Personal information
- Full name: Liam Alan Millar
- Date of birth: September 27, 1999 (age 27)
- Place of birth: Toronto, Canada
- Height: 1.76 m (5 ft 9 in)
- Positions: Attacking midfielder; left winger;

Team information
- Current team: Birmingham City (on loan from Hull City)
- Number: 17

Youth career
- Brampton SC
- North Mississauga SC
- Burlington SC
- 2013–2016: Fulham
- 2016–2019: Liverpool

Senior career*
- Years: Team / Apps / (Gls)
- 2019–2021: Liverpool / 0 / (0)
- 2019–2020: → Kilmarnock (loan) / 33 / (2)
- 2021: → Charlton Athletic (loan) / 27 / (2)
- 2021–2024: Basel / 61 / (7)
- 2023–2024: → Preston North End (loan) / 35 / (5)
- 2024–: Hull City / 46 / (5)
- 2026–: → Birmingham City (loan) / 4 / (1)

International career^{‡}
- 2017–2018: Canada U20 / 3 / (0)
- 2018: Canada U21 / 4 / (0)
- 2018–: Canada / 45 / (1)

= Liam Millar =

Canadian soccer player (born 1999)

Liam Alan Millar (born September 27, 1999) is a Canadian professional soccer player who plays as an attacking midfielder or left winger for EFL Championship club Birmingham City on loan from club Hull City and the Canada national team.
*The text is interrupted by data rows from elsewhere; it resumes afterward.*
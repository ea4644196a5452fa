use super::{allowed, open_session, optional, parse_date_input, prompt_text, prompt_text_with, report_empty, report_transition, retry_form};
use crate::{
    libs::{filter::Criteria, filter::Selector, messages::Message, role::Role, session::Session, view::View},
    msg_error, msg_print, msg_success,
    store::leaves::{LeaveRequest, LeaveTab, NewLeave, LEAVE_TYPES},
    store::seed::DEPARTMENT,
};
use anyhow::Result;
use clap::{Args, Subcommand};
use dialoguer::{theme::ColorfulTheme, Select};

const APPLICANTS: &[Role] = &[Role::Student, Role::Teacher];
const REVIEWERS: &[Role] = &[Role::Hod];

#[derive(Debug, Args)]
pub struct LeaveArgs {
    #[arg(short, long, value_enum)]
    role: Role,
    #[command(subcommand)]
    command: Option<LeaveCommand>,
}

#[derive(Debug, Subcommand)]
enum LeaveCommand {
    /// List leave requests
    List {
        /// pending, approved, rejected or all
        #[arg(long, default_value = "all")]
        status: Selector,
        /// pending or history
        #[arg(long)]
        tab: Option<LeaveTab>,
        #[arg(short, long, default_value = "")]
        search: String,
    },
    /// Apply for leave (students and teachers)
    Apply {
        #[arg(long = "type", default_value = "")]
        leave_type: String,
        /// First day, YYYY-MM-DD
        #[arg(long, default_value = "")]
        from: String,
        /// Last day, YYYY-MM-DD
        #[arg(long, default_value = "")]
        to: String,
        #[arg(long, default_value = "")]
        reason: String,
        /// File name of a supporting document
        #[arg(long)]
        attachment: Option<String>,
    },
    /// Approve a pending request (hod)
    Approve { id: String },
    /// Reject a pending request (hod)
    Reject {
        id: String,
        #[arg(long)]
        comment: Option<String>,
    },
}

/// Raw form input, kept between attempts so a rejected form can be edited.
#[derive(Debug, Default)]
struct LeaveDraft {
    leave_type: String,
    from: String,
    to: String,
    reason: String,
    attachment: String,
}

impl LeaveDraft {
    fn to_form(&self, session: &Session) -> NewLeave {
        NewLeave {
            applicant: session.user.clone(),
            department: DEPARTMENT.to_string(),
            leave_type: self.leave_type.trim().to_string(),
            from_date: parse_date_input(&self.from),
            to_date: parse_date_input(&self.to),
            reason: self.reason.clone(),
            attachment: optional(self.attachment.clone()),
        }
    }
}

pub fn cmd(args: LeaveArgs) -> Result<()> {
    let mut session = open_session(args.role)?;
    match args.command {
        Some(LeaveCommand::List { status, tab, search }) => handle_list(&session, status, tab, &search),
        Some(LeaveCommand::Apply {
            leave_type,
            from,
            to,
            reason,
            attachment,
        }) => {
            let draft = LeaveDraft {
                leave_type,
                from,
                to,
                reason,
                attachment: attachment.unwrap_or_default(),
            };
            handle_apply(&mut session, &draft).map(|_| ())
        }
        Some(LeaveCommand::Approve { id }) => handle_approve(&mut session, &id),
        Some(LeaveCommand::Reject { id, comment }) => handle_reject(&mut session, &id, comment),
        None => interactive(&mut session),
    }
}

fn handle_list(session: &Session, status: Selector, tab: Option<LeaveTab>, search: &str) -> Result<()> {
    let criteria = Criteria {
        status,
        search: search.trim().to_string(),
        ..Default::default()
    };
    let requests: Vec<&LeaveRequest> = match tab {
        Some(tab) => session
            .leaves
            .tab(tab)
            .into_iter()
            .filter(|request| criteria.matches(*request))
            .collect(),
        None => session.leaves.find(&criteria),
    };

    let header = match tab {
        Some(LeaveTab::Pending) => "Pending",
        Some(LeaveTab::History) => "History",
        None => "All",
    };
    msg_print!(Message::LeaveHeader(header.to_string()), true);
    if requests.is_empty() {
        report_empty("leave requests", search);
        return Ok(());
    }
    View::leave_requests(&requests)
}

/// Returns whether the application was stored.
fn handle_apply(session: &mut Session, draft: &LeaveDraft) -> Result<bool> {
    if !allowed(session.role, APPLICANTS, "apply for leave") {
        return Ok(false);
    }
    let form = draft.to_form(session);
    match session.leaves.apply(form) {
        Ok(request) => {
            tracing::debug!(id = %request.id, days = request.days(), "leave application stored");
            msg_success!(Message::LeaveSubmitted);
            Ok(true)
        }
        Err(err) => {
            msg_error!(err);
            Ok(false)
        }
    }
}

fn handle_approve(session: &mut Session, id: &str) -> Result<()> {
    if !allowed(session.role, REVIEWERS, "approve leave") {
        return Ok(());
    }
    report_transition(session.leaves.approve(id), "leave request", id, |request| {
        msg_success!(Message::LeaveApproved(request.applicant.clone()))
    });
    Ok(())
}

fn handle_reject(session: &mut Session, id: &str, comment: Option<String>) -> Result<()> {
    if !allowed(session.role, REVIEWERS, "reject leave") {
        return Ok(());
    }
    let comment = comment.and_then(optional);
    report_transition(session.leaves.reject(id, comment), "leave request", id, |request| {
        msg_success!(Message::LeaveRejected(request.applicant.clone()))
    });
    Ok(())
}

pub fn interactive(session: &mut Session) -> Result<()> {
    let options: Vec<&str> = match session.role {
        Role::Hod => vec!["Pending requests", "Approve request", "Reject request", "History", "Search", "Back"],
        Role::Student | Role::Teacher => vec!["My requests", "Apply for leave", "Back"],
        Role::Admin => vec!["All requests", "Back"],
    };

    loop {
        let selection = Select::with_theme(&ColorfulTheme::default())
            .with_prompt(Message::SelectAction.to_string())
            .items(&options)
            .default(0)
            .interact()?;

        match options[selection] {
            "Pending requests" => handle_list(session, Selector::All, Some(LeaveTab::Pending), "")?,
            "History" => handle_list(session, Selector::All, Some(LeaveTab::History), "")?,
            "My requests" | "All requests" => handle_list(session, Selector::All, None, "")?,
            "Search" => {
                let search = prompt_text(Message::PromptSearch)?;
                handle_list(session, Selector::All, None, &search)?;
            }
            "Approve request" => {
                if let Some(id) = select_pending(session)? {
                    handle_approve(session, &id)?;
                }
            }
            "Reject request" => {
                if let Some(id) = select_pending(session)? {
                    let comment = prompt_text(Message::PromptRejectComment)?;
                    handle_reject(session, &id, Some(comment))?;
                }
            }
            "Apply for leave" => apply_form(session)?,
            _ => return Ok(()),
        }
    }
}

/// Application form; a rejected submission can be edited and resent.
fn apply_form(session: &mut Session) -> Result<()> {
    let mut draft = LeaveDraft::default();
    loop {
        let current = LEAVE_TYPES.iter().position(|kind| *kind == draft.leave_type).unwrap_or(0);
        let selection = Select::with_theme(&ColorfulTheme::default())
            .with_prompt(Message::PromptLeaveType.to_string())
            .items(LEAVE_TYPES)
            .default(current)
            .interact()?;
        draft.leave_type = LEAVE_TYPES[selection].to_string();
        draft.from = prompt_text_with(Message::PromptFromDate, &draft.from)?;
        draft.to = prompt_text_with(Message::PromptToDate, &draft.to)?;
        draft.reason = prompt_text_with(Message::PromptLeaveReason, &draft.reason)?;
        draft.attachment = prompt_text_with(Message::PromptAttachment, &draft.attachment)?;

        if handle_apply(session, &draft)? || !retry_form()? {
            return Ok(());
        }
    }
}

fn select_pending(session: &Session) -> Result<Option<String>> {
    let pending = session.leaves.pending();
    if pending.is_empty() {
        report_empty("pending leave requests", "");
        return Ok(None);
    }
    let items: Vec<String> = pending
        .iter()
        .map(|request| {
            format!(
                "{} - {} ({} to {})",
                request.applicant, request.leave_type, request.from_date, request.to_date
            )
        })
        .collect();
    let selection = Select::with_theme(&ColorfulTheme::default())
        .with_prompt(Message::PromptSelectLeave.to_string())
        .items(&items)
        .default(0)
        .interact()?;
    Ok(Some(pending[selection].id.clone()))
}

#[cfg(test)]
mod tests {
    use super::*;
    use crate::libs::config::Config;
    use crate::libs::workflow::LeaveStatus;

    #[test]
    fn draft_keeps_unparsed_dates_out_of_the_form() {
        let session = Session::new(Role::Student, &Config::default());
        let draft = LeaveDraft {
            leave_type: "Medical".into(),
            from: "2025-05-02".into(),
            to: "next friday".into(),
            reason: "Surgery".into(),
            attachment: "  ".into(),
        };
        let form = draft.to_form(&session);
        assert!(form.from_date.is_some());
        assert!(form.to_date.is_none());
        assert!(form.attachment.is_none());
        assert_eq!(form.department, DEPARTMENT);
    }

    #[test]
    fn hod_decisions_leave_pending_queue() {
        let mut session = Session::new(Role::Hod, &Config::default());
        let pending = session.leaves.pending().len();

        handle_approve(&mut session, "1").unwrap();
        handle_reject(&mut session, "2", Some("No cover available".into())).unwrap();

        assert_eq!(session.leaves.pending().len(), pending - 2);
        assert_eq!(session.leaves.get("1").map(|r| r.status), Some(LeaveStatus::Approved));
        let rejected = session.leaves.get("2").unwrap();
        assert_eq!(rejected.status, LeaveStatus::Rejected);
        assert_eq!(rejected.comment.as_deref(), Some("No cover available"));
    }

    #[test]
    fn students_cannot_review_requests() {
        let mut session = Session::new(Role::Student, &Config::default());
        let before: Vec<LeaveStatus> = session.leaves.all().iter().map(|r| r.status).collect();
        handle_approve(&mut session, "1").unwrap();
        let after: Vec<LeaveStatus> = session.leaves.all().iter().map(|r| r.status).collect();
        assert_eq!(before, after);
    }

    #[test]
    fn apply_stores_pending_request_for_session_user() {
        let mut session = Session::new(Role::Student, &Config::default());
        let count = session.leaves.all().len();
        let draft = LeaveDraft {
            leave_type: "Personal".into(),
            from: "2025-06-01".into(),
            to: "2025-06-03".into(),
            reason: "Sister's wedding".into(),
            attachment: String::new(),
        };
        assert!(handle_apply(&mut session, &draft).unwrap());
        let newest = &session.leaves.all()[0];
        assert_eq!(session.leaves.all().len(), count + 1);
        assert_eq!(newest.status, LeaveStatus::Pending);
        assert_eq!(newest.applicant, session.user);
        assert_eq!(newest.days(), 3);
    }
}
Millar moved to England to join Fulham Academy aged 13. After three years with Fulham, he joined the Liverpool Academy in 2016. He made one senior appearance for Liverpool in the FA Cup in 2020. In 2021, he joined Basel of the Swiss Super League for a reported fee of £1.3 million. After a loan at Preston North End, he joined Hull City also in the EFL Championship in 2024, and won promotion to the Premier League via the playoffs in 2026.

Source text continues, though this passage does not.